Exercise: Check each line of the entries for "impl" and report the ones that have it.

Given data:
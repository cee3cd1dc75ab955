//! Game configuration loaded from TOML.

use crate::games::tictactoe::Mark;
use derive_getters::Getters;
use derive_more::{Display, Error};
use serde::{Deserialize, Serialize};
use std::path::{Path, PathBuf};
use std::time::Duration;
use tracing::{debug, info, instrument};

/// Default config file looked up by `play` when `--config` is not given.
pub const DEFAULT_CONFIG_PATH: &str = "strictly_slayer.toml";

/// Settings for a play session.
#[derive(Debug, Clone, PartialEq, Eq, Getters, Serialize, Deserialize)]
pub struct SlayerConfig {
    /// Mark the human plays.
    #[serde(default = "default_human_mark")]
    human_mark: Mark,

    /// Pause before the opponent moves, in milliseconds.
    #[serde(default = "default_opponent_delay_ms")]
    opponent_delay_ms: u64,

    /// Seed for the opponent's tie-breaks. Unset means OS entropy.
    #[serde(default)]
    seed: Option<u64>,

    /// Where the TUI writes its log.
    #[serde(default = "default_log_file")]
    log_file: PathBuf,
}

fn default_human_mark() -> Mark {
    Mark::X
}

fn default_opponent_delay_ms() -> u64 {
    800
}

fn default_log_file() -> PathBuf {
    PathBuf::from("strictly_slayer.log")
}

impl Default for SlayerConfig {
    fn default() -> Self {
        Self {
            human_mark: default_human_mark(),
            opponent_delay_ms: default_opponent_delay_ms(),
            seed: None,
            log_file: default_log_file(),
        }
    }
}

impl SlayerConfig {
    /// Loads configuration from a TOML file.
    #[instrument(skip(path), fields(path = %path.as_ref().display()))]
    pub fn from_file(path: impl AsRef<Path>) -> Result<Self, ConfigError> {
        debug!("Loading config from file");
        let content = std::fs::read_to_string(path.as_ref())
            .map_err(|e| ConfigError::new(format!("Failed to read config file: {}", e)))?;

        let config: Self = toml::from_str(&content)
            .map_err(|e| ConfigError::new(format!("Failed to parse config: {}", e)))?;

        info!(human_mark = %config.human_mark, "Config loaded successfully");
        Ok(config)
    }

    /// Loads `path` if it exists, otherwise falls back to defaults.
    #[instrument(skip(path), fields(path = %path.as_ref().display()))]
    pub fn load_or_default(path: impl AsRef<Path>) -> Result<Self, ConfigError> {
        if path.as_ref().exists() {
            Self::from_file(path)
        } else {
            info!("Config file not found, using defaults");
            Ok(Self::default())
        }
    }

    /// Applies command-line overrides on top of file values.
    #[instrument(skip(self))]
    pub fn with_overrides(
        mut self,
        human_mark: Option<Mark>,
        opponent_delay_ms: Option<u64>,
        seed: Option<u64>,
    ) -> Self {
        if let Some(mark) = human_mark {
            self.human_mark = mark;
        }
        if let Some(delay) = opponent_delay_ms {
            self.opponent_delay_ms = delay;
        }
        if seed.is_some() {
            self.seed = seed;
        }
        self
    }

    /// The opponent delay as a [`Duration`].
    pub fn opponent_delay(&self) -> Duration {
        Duration::from_millis(self.opponent_delay_ms)
    }
}

/// Configuration error.
#[derive(Debug, Clone, Display, Error)]
#[display("Config error: {} at {}:{}", message, file, line)]
pub struct ConfigError {
    /// Error message.
    pub message: String,
    /// Line number where error occurred.
    pub line: u32,
    /// Source file where error occurred.
    pub file: &'static str,
}

impl ConfigError {
    /// Creates a new configuration error.
    #[track_caller]
    pub fn new(message: String) -> Self {
        let loc = std::panic::Location::caller();
        Self {
            message,
            line: loc.line(),
            file: loc.file(),
        }
    }
}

Task solution:
impl Default for SlayerConfig {
impl SlayerConfig {
    pub fn from_file(path: impl AsRef<Path>) -> Result<Self, ConfigError> {
    pub fn load_or_default(path: impl AsRef<Path>) -> Result<Self, ConfigError> {
impl ConfigError {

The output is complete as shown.